===== Dataset entries

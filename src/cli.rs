//! Command-line definition.

use clap::{Args, Parser, Subcommand, ValueEnum};
use std::path::PathBuf;

/// Detect and toggle NVIDIA telemetry services and scheduled tasks.
#[derive(Debug, Parser)]
#[command(name = "dnt", version, about, long_about = None)]
#[command(disable_help_subcommand = true)]
pub struct Cli {
    /// Engine configuration file (JSON). Defaults are used when omitted.
    #[arg(short, long, global = true)]
    pub config: Option<PathBuf>,

    /// Settings file. Defaults to `<config dir>/dnt/settings.json`.
    #[arg(long, global = true)]
    pub settings: Option<PathBuf>,

    /// Run against a built-in in-memory machine instead of the real one.
    #[arg(long, global = true)]
    pub simulate: bool,

    /// Increase stderr log verbosity (-v info, -vv debug).
    #[arg(short, long, action = clap::ArgAction::Count, global = true)]
    pub verbose: u8,

    /// Emit stderr logs as JSON lines.
    #[arg(long, global = true)]
    pub log_json: bool,

    #[command(subcommand)]
    pub command: Command,
}

#[derive(Debug, Subcommand)]
pub enum Command {
    /// List telemetry artifacts with their current state.
    Status {
        /// Output JSON only
        #[arg(long)]
        json: bool,
    },

    /// Disable telemetry artifacts.
    Disable(DisableArgs),

    /// Re-enable every telemetry artifact (restore defaults).
    Enable {
        /// Do not print the event log.
        #[arg(short, long)]
        quiet: bool,
    },

    /// Disable everything without interaction. Used by the background task.
    Silent,

    /// Manage the background task.
    Task {
        #[command(subcommand)]
        action: TaskCommand,
    },

    /// Show or change persisted settings.
    Settings {
        #[command(subcommand)]
        action: SettingsCommand,
    },
}

#[derive(Debug, Args)]
pub struct DisableArgs {
    /// Only touch services.
    #[arg(long, conflicts_with = "tasks_only")]
    pub services_only: bool,

    /// Only touch scheduled tasks.
    #[arg(long)]
    pub tasks_only: bool,

    /// Leave running services running; only prevent future starts.
    #[arg(long)]
    pub no_stop: bool,

    /// Do not print the event log.
    #[arg(short, long)]
    pub quiet: bool,
}

#[derive(Debug, Subcommand)]
pub enum TaskCommand {
    /// Show whether the background task exists and its trigger.
    Status,
    /// Create or replace the background task.
    Create {
        /// Trigger; defaults to the persisted selection.
        #[arg(long, value_enum)]
        trigger: Option<TriggerArg>,
    },
    /// Remove the background task if present.
    Remove,
}

#[derive(Debug, Subcommand)]
pub enum SettingsCommand {
    Show,
    Set {
        #[arg(long)]
        file_logging: Option<bool>,
        #[arg(long)]
        startup_update_check: Option<bool>,
        /// Background task trigger to persist.
        #[arg(long, value_enum)]
        trigger: Option<TriggerArg>,
    },
}

#[derive(Debug, Clone, Copy, PartialEq, Eq, ValueEnum)]
pub enum TriggerArg {
    Logon,
    Daily,
    Hourly,
    Idle,
}

impl From<TriggerArg> for dnt_telemetry::SelfTaskTrigger {
    fn from(t: TriggerArg) -> Self {
        match t {
            TriggerArg::Logon => Self::AtLogon,
            TriggerArg::Daily => Self::Daily,
            TriggerArg::Hourly => Self::Hourly,
            TriggerArg::Idle => Self::OnIdle,
        }
    }
}

#[cfg(test)]
mod tests {
    use super::*;
    use clap::CommandFactory;

    #[test]
    fn test_cli_definition_is_valid() {
        Cli::command().debug_assert();
    }

    #[test]
    fn test_parse_disable_flags() {
        let cli = Cli::parse_from(["dnt", "--simulate", "disable", "--tasks-only", "--no-stop"]);
        assert!(cli.simulate);
        match cli.command {
            Command::Disable(args) => {
                assert!(args.tasks_only);
                assert!(args.no_stop);
                assert!(!args.services_only);
            }
            other => panic!("unexpected {:?}", other),
        }
    }

    #[test]
    fn test_services_and_tasks_only_conflict() {
        assert!(Cli::try_parse_from(["dnt", "disable", "--services-only", "--tasks-only"]).is_err());
    }

    #[test]
    fn test_parse_task_create_trigger() {
        let cli = Cli::parse_from(["dnt", "task", "create", "--trigger", "hourly"]);
        match cli.command {
            Command::Task {
                action: TaskCommand::Create { trigger },
            } => assert_eq!(trigger, Some(TriggerArg::Hourly)),
            other => panic!("unexpected {:?}", other),
        }
    }

    #[test]
    fn test_parse_settings_set() {
        let cli = Cli::parse_from(["dnt", "settings", "set", "--file-logging", "true", "--trigger", "idle"]);
        match cli.command {
            Command::Settings {
                action:
                    SettingsCommand::Set {
                        file_logging,
                        startup_update_check,
                        trigger,
                    },
            } => {
                assert_eq!(file_logging, Some(true));
                assert_eq!(startup_update_check, None);
                assert_eq!(trigger, Some(TriggerArg::Idle));
            }
            other => panic!("unexpected {:?}", other),
        }
    }
}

==========

All of the material above should be restated verbatim.

Output of the task:
filename src/cli.rs
//! Command-line definition.

use clap::{Args, Parser, Subcommand, ValueEnum};
use std::path::PathBuf;

/// Detect and toggle NVIDIA telemetry services and scheduled tasks.
#[derive(Debug, Parser)]
#[command(name = "dnt", version, about, long_about = None)]
#[command(disable_help_subcommand = true)]
pub struct Cli {
    /// Engine configuration file (JSON). Defaults are used when omitted.
    #[arg(short, long, global = true)]
    pub config: Option<PathBuf>,

    /// Settings file. Defaults to `<config dir>/dnt/settings.json`.
    #[arg(long, global = true)]
    pub settings: Option<PathBuf>,

    /// Run against a built-in in-memory machine instead of the real one.
    #[arg(long, global = true)]
    pub simulate: bool,

    /// Increase stderr log verbosity (-v info, -vv debug).
    #[arg(short, long, action = clap::ArgAction::Count, global = true)]
    pub verbose: u8,

    /// Emit stderr logs as JSON lines.
    #[arg(long, global = true)]
    pub log_json: bool,

    #[command(subcommand)]
    pub command: Command,
}

#[derive(Debug, Subcommand)]
pub enum Command {
    /// List telemetry artifacts with their current state.
    Status {
        /// Output JSON only
        #[arg(long)]
        json: bool,
    },

    /// Disable telemetry artifacts.
    Disable(DisableArgs),

    /// Re-enable every telemetry artifact (restore defaults).
    Enable {
        /// Do not print the event log.
        #[arg(short, long)]
        quiet: bool,
    },

    /// Disable everything without interaction. Used by the background task.
    Silent,

    /// Manage the background task.
    Task {
        #[command(subcommand)]
        action: TaskCommand,
    },

    /// Show or change persisted settings.
    Settings {
        #[command(subcommand)]
        action: SettingsCommand,
    },
}

#[derive(Debug, Args)]
pub struct DisableArgs {
    /// Only touch services.
    #[arg(long, conflicts_with = "tasks_only")]
    pub services_only: bool,

    /// Only touch scheduled tasks.
    #[arg(long)]
    pub tasks_only: bool,

    /// Leave running services running; only prevent future starts.
    #[arg(long)]
    pub no_stop: bool,

    /// Do not print the event log.
    #[arg(short, long)]
    pub quiet: bool,
}

#[derive(Debug, Subcommand)]
pub enum TaskCommand {
    /// Show whether the background task exists and its trigger.
    Status,
    /// Create or replace the background task.
    Create {
        /// Trigger; defaults to the persisted selection.
        #[arg(long, value_enum)]
        trigger: Option<TriggerArg>,
    },
    /// Remove the background task if present.
    Remove,
}

#[derive(Debug, Subcommand)]
pub enum SettingsCommand {
    Show,
    Set {
        #[arg(long)]
        file_logging: Option<bool>,
        #[arg(long)]
        startup_update_check: Option<bool>,
        /// Background task trigger to persist.
        #[arg(long, value_enum)]
        trigger: Option<TriggerArg>,
    },
}

#[derive(Debug, Clone, Copy, PartialEq, Eq, ValueEnum)]
pub enum TriggerArg {
    Logon,
    Daily,
    Hourly,
    Idle,
}

impl From<TriggerArg> for dnt_telemetry::SelfTaskTrigger {
    fn from(t: TriggerArg) -> Self {
        match t {
            TriggerArg::Logon => Self::AtLogon,
            TriggerArg::Daily => Self::Daily,
            TriggerArg::Hourly => Self::Hourly,
            TriggerArg::Idle => Self::OnIdle,
        }
    }
}

#[cfg(test)]
mod tests {
    use super::*;
    use clap::CommandFactory;

    #[test]
    fn test_cli_definition_is_valid() {
        Cli::command().debug_assert();
    }

    #[test]
    fn test_parse_disable_flags() {
        let cli = Cli::parse_from(["dnt", "--simulate", "disable", "--tasks-only", "--no-stop"]);
        assert!(cli.simulate);
        match cli.command {
            Command::Disable(args) => {
                assert!(args.tasks_only);
                assert!(args.no_stop);
                assert!(!args.services_only);
            }
            other => panic!("unexpected {:?}", other),
        }
    }

    #[test]
    fn test_services_and_tasks_only_conflict() {
        assert!(Cli::try_parse_from(["dnt", "disable", "--services-only", "--tasks-only"]).is_err());
    }

    #[test]
    fn test_parse_task_create_trigger() {
        let cli = Cli::parse_from(["dnt", "task", "create", "--trigger", "hourly"]);
        match cli.command {
            Command::Task {
                action: TaskCommand::Create { trigger },
            } => assert_eq!(trigger, Some(TriggerArg::Hourly)),
            other => panic!("unexpected {:?}", other),
        }
    }

    #[test]
    fn test_parse_settings_set() {
        let cli = Cli::parse_from(["dnt", "settings", "set", "--file-logging", "true", "--trigger", "idle"]);
        match cli.command {
            Command::Settings {
                action:
                    SettingsCommand::Set {
                        file_logging,
                        startup_update_check,
                        trigger,
                    },
            } => {
                assert_eq!(file_logging, Some(true));
                assert_eq!(startup_update_check, None);
                assert_eq!(trigger, Some(TriggerArg::Idle));
            }
            other => panic!("unexpected {:?}", other),
        }
    }
}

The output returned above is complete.